The Beatles were musical innovators and continue to be visual icons, but their endurance is largely due to their sense of humour. Each member of the band was versed in the comedic tools of irony, sarcasm, wordplay, and other nonsense. The Beatles demonstrate what seems like an innate gift for timing and deadpan wit in A Hard Day’s Night, Help!, and Magical Mystery Tour, the former of which drew immediate comparisons to the Marx Brothers. In a non-scripted context, the band’s press conferences and interviews reveal an aptitude for self-awareness, improvisation, and one-liners. Songs such as “Piggies,” “I Am the Walrus,” and “Maxwell’s Silver Hammer” show how the music itself is informed by comedic genres, including parody, satire, surrealism, and observational humour. As solo output reveals, the former Beatles did not lose their comedic sensibilities, making their reunion in the Anthology project all the more appealing to fans.

In addition to those mentioned above, texts relevant to this study include television skits such as those on Two of a Kind (1964), novelty songs such as “You Know My Name,” the cartoon series The Beatles (1965–69), the parodic tribute by the Rutles, Lennon’s absurdist writing, and films featuring Starr’s droll acting. Contributions also examine how the Beatles intersected with other comic artists, such as the Goons, Richard Lester, Peter Cook and Dudley Moore, and the Pythons, along with the satirical magazine Private Eye. 
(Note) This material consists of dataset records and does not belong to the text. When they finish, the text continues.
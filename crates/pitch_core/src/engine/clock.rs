//! Two-half game clock state machine.
//!
//! The clock is driven by a periodic one-second `tick` plus discrete
//! `toggle`/`reset` calls. Suspension is handled by `catch_up`, which credits
//! wall-clock time elapsed since the last stamp, capped at the half duration
//! so a long suspension never rolls the match into the next half by itself.

use serde::{Deserialize, Serialize};

/// What a single tick did. Callers translate `HalfTime`/`FullTime` into
/// user-visible notifications; the clock itself emits nothing.
#[derive(Debug, Clone, Copy, PartialEq, Eq)]
pub enum TickOutcome {
    /// Not running (paused or finished); nothing happened.
    Idle,
    /// One second accrued within the current half.
    Advanced,
    /// Half 1 expired; clock is now paused at the start of half 2.
    HalfTime,
    /// Half 2 expired; clock is finished and frozen at the maximum.
    FullTime,
}

impl TickOutcome {
    /// Whether the tick moved the clock state at all. Note a boundary
    /// transition after a capped catch-up moves state without accruing a
    /// second; callers crediting playing time compare `total_elapsed`.
    pub fn advanced(&self) -> bool {
        !matches!(self, TickOutcome::Idle)
    }
}

#[derive(Debug, Clone, Serialize, Deserialize, PartialEq)]
pub struct GameClock {
    pub minutes_per_half: u32,
    /// 1 or 2.
    pub half: u8,
    /// Seconds into the current half.
    pub elapsed_seconds: u32,
    pub running: bool,
    pub finished: bool,
    /// Wall-clock stamp (unix ms) of the last tick/toggle, used by catch-up.
    pub last_timestamp_ms: u64,
}

impl GameClock {
    pub fn new(minutes_per_half: u32) -> Self {
        Self {
            minutes_per_half,
            half: 1,
            elapsed_seconds: 0,
            running: false,
            finished: false,
            last_timestamp_ms: 0,
        }
    }

    /// Duration of one half in seconds.
    pub fn half_seconds(&self) -> u32 {
        self.minutes_per_half * 60
    }

    /// Total seconds elapsed across the whole match so far.
    pub fn total_elapsed(&self) -> u32 {
        if self.half >= 2 {
            self.half_seconds() + self.elapsed_seconds
        } else {
            self.elapsed_seconds
        }
    }

    /// Seconds left in the current half.
    pub fn remaining_in_half(&self) -> u32 {
        self.half_seconds().saturating_sub(self.elapsed_seconds)
    }

    /// Seconds left across the remainder of the match.
    pub fn remaining_total(&self) -> u32 {
        if self.finished {
            return 0;
        }
        let mut remaining = self.remaining_in_half();
        if self.half == 1 {
            remaining += self.half_seconds();
        }
        remaining
    }

    /// Pause/resume within the active half. No-op once finished. Returns the
    /// new running state.
    pub fn toggle(&mut self, now_ms: u64) -> bool {
        if self.finished {
            return false;
        }
        self.running = !self.running;
        self.last_timestamp_ms = now_ms;
        self.running
    }

    /// Advance one second. Only effective while running. A half that is
    /// already at its duration (possible after a capped catch-up) transitions
    /// without accruing another second.
    pub fn tick(&mut self, now_ms: u64) -> TickOutcome {
        if !self.running || self.finished {
            return TickOutcome::Idle;
        }
        self.last_timestamp_ms = now_ms;
        if self.elapsed_seconds < self.half_seconds() {
            self.elapsed_seconds += 1;
        }
        if self.elapsed_seconds < self.half_seconds() {
            return TickOutcome::Advanced;
        }
        if self.half == 1 {
            // Half time: pause at the start of half 2, elapsed reset.
            self.running = false;
            self.half = 2;
            self.elapsed_seconds = 0;
            log::info!("game clock: half time");
            TickOutcome::HalfTime
        } else {
            // Full time: freeze at the maximum, no further ticks processed.
            self.running = false;
            self.finished = true;
            self.elapsed_seconds = self.half_seconds();
            log::info!("game clock: full time");
            TickOutcome::FullTime
        }
    }

    /// Back to a paused first half at zero.
    pub fn reset(&mut self) {
        self.half = 1;
        self.elapsed_seconds = 0;
        self.running = false;
        self.finished = false;
    }

    /// Credit wall-clock seconds elapsed since `last_timestamp_ms`, capped at
    /// the half duration. Returns the seconds actually credited.
    pub fn catch_up(&mut self, now_ms: u64) -> u32 {
        if !self.running || self.finished {
            self.last_timestamp_ms = now_ms;
            return 0;
        }
        let wall_seconds = (now_ms.saturating_sub(self.last_timestamp_ms) / 1000) as u32;
        let credited = wall_seconds.min(self.remaining_in_half());
        self.elapsed_seconds += credited;
        self.last_timestamp_ms = now_ms;
        if credited > 0 {
            log::debug!("game clock: caught up {}s after suspension", credited);
        }
        credited
    }
}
The contributors to the Beatles and Humour include the most respected scholars in Beatles studies; including John Covach, Professor of Music, University of Rochester; USA Walter Everett, Professor of Music, University of Michigan, Mark Spicer, Professor of Music, Hunter College and the Graduate Center, City University of New York, USA, and Kenneth Womack, Dean of the School of Humanities and Social Sciences and Professor of English and Popular Music, Monmouth University, USA.

The Beatles were masters of play—whether they were playing with words in song or together in an abandoned field or by cracking each other up during a concert. They played with instruments, other sound-making objects, and technology in the studio and with each other in a variety of geographical locations (both cinematic and real), including Buckingham Palace and on an Indian retreat. Subsequent artists have picked up on these themes, paying tribute to the Beatles, often through satire and parody. Today, fans can participate in their own Beatle play on the famous zebra crossing in London or the rebuilt Cavern Club in Liverpool, itself a kind of Beatles playground. The latter is fitting since that working-class port town is a key influence on the lads’ shared sense of humour.

The Beatles and Humour explores the band’s humour, comedy, and other forms of play in both music and non-musical discourse. Chapters situate the Beatles within the history of British arts, while also considering the diverse components and effects of their output and reception from the 1960s to today.

Dr Richard Mills is a Senior Lecturer in Literature and Popular Culture at St Mary’s University, Twickenham. He has been programme director for Film and Popular Culture, Culture Studies and Irish Studies degrees. He is co-editor of Mad Dogs and Englishness (Bloomsbury, 2017), The Beatles and Fandom (Bloomsbury, 2019) and the forthcoming The Beatles and Black Music (Bloomsbury 2022) and The Beatles and Humour (Bloomsbury, 2022).